In his novel “Cloudsplitter,” Banks tells the story of John Brown through the eyes of Owen, a son who survived the assault on Harpers Ferry and the aborted slave uprising.
“White Americans always say that John Brown was well intended but insane,” he said in the interview. “Black Americans don’t think that at all. They think he was heroic. From Malcolm X to Baldwin to whomever you want to ask. W.E.B. Du Bois’ biography of Brown was the first biography of Brown that was sympathetic in any way. It’s very interesting there’s a racial divide on this man that is so extreme, yet no one disagrees about the facts. The facts have been known since 1859. No one has uncovered any new facts. But diametrically two views of history.”
“It began in the 15th century with this power grab that required genocidal relations to people who were not white Europeans,” he said. “It continues all the way to our present. You think of Shakespeare. The Moor becomes Caliban. The rise of the slave trade coincides exactly with that 10-year period [in which ‘Othello’ and ‘The Tempest’ were written].”

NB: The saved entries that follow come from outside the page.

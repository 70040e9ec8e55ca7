use serde::{Deserialize, Serialize};

#[derive(Debug, Clone, Copy, Default, PartialEq, Serialize, Deserialize)]
pub struct Vec3 {
    pub x: f32,
    pub y: f32,
    pub z: f32,
}

impl Vec3 {
    pub const ZERO: Vec3 = Vec3::new(0.0, 0.0, 0.0);
    pub const ONE: Vec3 = Vec3::new(1.0, 1.0, 1.0);

    pub const fn new(x: f32, y: f32, z: f32) -> Self {
        Self { x, y, z }
    }
}

/// RGBA color or generic 4-component uniform value.
#[derive(Debug, Clone, Copy, Default, PartialEq, Serialize, Deserialize)]
pub struct Vec4 {
    pub x: f32,
    pub y: f32,
    pub z: f32,
    pub w: f32,
}

impl Vec4 {
    pub const fn new(x: f32, y: f32, z: f32, w: f32) -> Self {
        Self { x, y, z, w }
    }
}

/// Viewer head pose handed to frame listeners.
#[derive(Debug, Clone, Copy, PartialEq, Serialize, Deserialize)]
pub struct ViewPose {
    pub position: Vec3,
    pub forward: Vec3,
}

impl Default for ViewPose {
    fn default() -> Self {
        Self {
            position: Vec3::ZERO,
            forward: Vec3::new(0.0, 0.0, -1.0),
        }
    }
}
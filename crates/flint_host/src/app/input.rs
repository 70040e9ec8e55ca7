use std::fs;
use std::path::{Path, PathBuf};

use serde::{Deserialize, Serialize};
use thiserror::Error;
use tracing::warn;

use super::events::HostEvent;
use super::scene::{NodeId, SceneCollaborator, SceneGraph};

#[derive(Debug, Clone, PartialEq, Eq, Serialize, Deserialize)]
#[serde(tag = "kind", rename_all = "snake_case")]
pub enum InputCommand {
    /// `None` looks away from everything.
    Gaze {
        #[serde(default)]
        target: Option<String>,
    },
    TouchDown,
    TouchUp,
    TouchCancel,
    Back,
}

#[derive(Debug, Clone, PartialEq, Serialize, Deserialize)]
pub struct ScriptedInput {
    pub at_seconds: f64,
    pub input: InputCommand,
}

#[derive(Debug, Error)]
pub enum InputScriptError {
    #[error("failed to read input script {path}: {source}")]
    Read {
        path: PathBuf,
        #[source]
        source: std::io::Error,
    },
    #[error("failed to parse input script {path} at {json_path}: {source}")]
    Parse {
        path: PathBuf,
        json_path: String,
        #[source]
        source: serde_json::Error,
    },
    #[error("input script entry {index} has invalid time {at_seconds}")]
    InvalidTime { index: usize, at_seconds: f64 },
}

/// Time-ordered input timeline. Entries with equal times keep file order.
#[derive(Debug, Clone, Default)]
pub struct InputScript {
    entries: Vec<ScriptedInput>,
    cursor: usize,
}

impl InputScript {
    pub fn from_entries(mut entries: Vec<ScriptedInput>) -> Result<Self, InputScriptError> {
        for (index, entry) in entries.iter().enumerate() {
            if !entry.at_seconds.is_finite() || entry.at_seconds < 0.0 {
                return Err(InputScriptError::InvalidTime {
                    index,
                    at_seconds: entry.at_seconds,
                });
            }
        }
        entries.sort_by(|a, b| a.at_seconds.total_cmp(&b.at_seconds));
        Ok(Self { entries, cursor: 0 })
    }

    pub fn len(&self) -> usize {
        self.entries.len()
    }

    pub fn is_empty(&self) -> bool {
        self.entries.is_empty()
    }

    pub fn drain_due(&mut self, now_seconds: f64, out: &mut Vec<InputCommand>) {
        while let Some(entry) = self.entries.get(self.cursor) {
            if entry.at_seconds > now_seconds {
                break;
            }
            out.push(entry.input.clone());
            self.cursor += 1;
        }
    }
}

pub fn load_input_script(path: &Path) -> Result<InputScript, InputScriptError> {
    let raw = fs::read_to_string(path).map_err(|source| InputScriptError::Read {
        path: path.to_path_buf(),
        source,
    })?;
    let mut deserializer = serde_json::Deserializer::from_str(&raw);
    let entries = serde_path_to_error::deserialize::<_, Vec<ScriptedInput>>(&mut deserializer)
        .map_err(|error| {
            let json_path = error.path().to_string();
            InputScriptError::Parse {
                path: path.to_path_buf(),
                json_path,
                source: error.into_inner(),
            }
        })?;
    InputScript::from_entries(entries)
}

/// Resolves gaze and touch commands into hover and gesture edges.
#[derive(Debug, Default)]
pub struct InteractionCollector {
    gazed: Option<NodeId>,
}

impl InteractionCollector {
    pub fn apply(&mut self, command: &InputCommand, scene: &SceneGraph, out: &mut Vec<HostEvent>) {
        match command {
            InputCommand::Gaze { target } => {
                let next = target.as_deref().and_then(|name| {
                    let resolved = scene.find_by_name(name);
                    if resolved.is_none() {
                        warn!(target = name, "gaze_target_unknown");
                    }
                    resolved.filter(|id| scene.is_attached(*id))
                });
                self.set_gaze(next, scene, out);
            }
            InputCommand::TouchDown => {
                if let Some(node) = self.gesture_target(scene) {
                    out.push(HostEvent::GestureTouchDown { node });
                }
            }
            InputCommand::TouchUp => {
                if let Some(node) = self.gesture_target(scene) {
                    out.push(HostEvent::GestureTouchUp { node });
                }
            }
            InputCommand::TouchCancel => {
                if let Some(node) = self.gesture_target(scene) {
                    out.push(HostEvent::GestureTouchCancel { node });
                }
            }
            InputCommand::Back => out.push(HostEvent::Back),
        }
    }

    /// Emits hover-out for a gazed node that left the scene.
    pub fn refresh(&mut self, scene: &SceneGraph, out: &mut Vec<HostEvent>) {
        if let Some(node) = self.gazed {
            if !scene.is_attached(node) {
                self.set_gaze(None, scene, out);
            }
        }
    }

    fn gesture_target(&self, scene: &SceneGraph) -> Option<NodeId> {
        self.gazed
            .filter(|node| scene.is_attached(*node) && scene.listeners(*node).gesture)
    }

    fn set_gaze(&mut self, next: Option<NodeId>, scene: &SceneGraph, out: &mut Vec<HostEvent>) {
        if self.gazed == next {
            return;
        }
        if let Some(previous) = self.gazed {
            if scene.listeners(previous).gaze_hover {
                out.push(HostEvent::GazeHoverOut { node: previous });
            }
        }
        if let Some(node) = next {
            if scene.listeners(node).gaze_hover {
                out.push(HostEvent::GazeHoverOver { node });
            }
        }
        self.gazed = next;
    }
}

The artist makes the invisible visible. He or she shatters the clichés and narratives used to mask reality.
“Whenever they talk about unemployment figures or the state of the economy, you read the comments [about the article],” the poet Linh Dinh said when I interviewed him earlier this year. “The comments are people howling and cursing the article. Most people know these articles are nonsense. If you’re not fighting for your livelihood you tend to believe these articles.”
“What’s most disturbing is the hatred for these people, [the working class],” he told me. “The left always pretends to talk about the masses, the working class, but it really hates the working class. It doesn’t pay any attention to the working class. It mocks their values.”
Banks, in his novels beginning with “Continental Drift” in 1985, has, like Martinez Celaya and Linh Dinh, relentlessly chronicled the economic and psychological effects of deindustrialization on the working class and the deadening effects of technocratic society.
“If you lift the rock of bourgeois respectability, you see underneath these kinds of realities,” Banks said. “It isn’t just particular to small towns in upstate New York or New Hampshire or south Florida. It’s true across the entire spectrum of humanity. Those just happen to be the worlds I know best personally and longest. So my attention tends to focus there. But I know I’m really writing about humanity at large. Jesus said ‘the poor will always be with us.’ I think he was really saying there are more of them than there are of us. I think I’m writing about the majority of human beings on this planet, more than the majority. My attention goes out to those people. They are everywhere. Whenever someone says you’re writing about the minorities and outcasts, that’s not true. There are more people of color than there are people without color on this planet.”
Martinez Celaya said, “We need artists more than ever to be the conscience of the moment, to reflect back to us in the mirror what this society and this moment is, so we can see it. We cannot see it because of the creations, fabrications, and reality TV. It makes it so difficult for us to see what we’re going through. I keep wishing Dostoevsky could be born again so he can actually write a book of this moment.”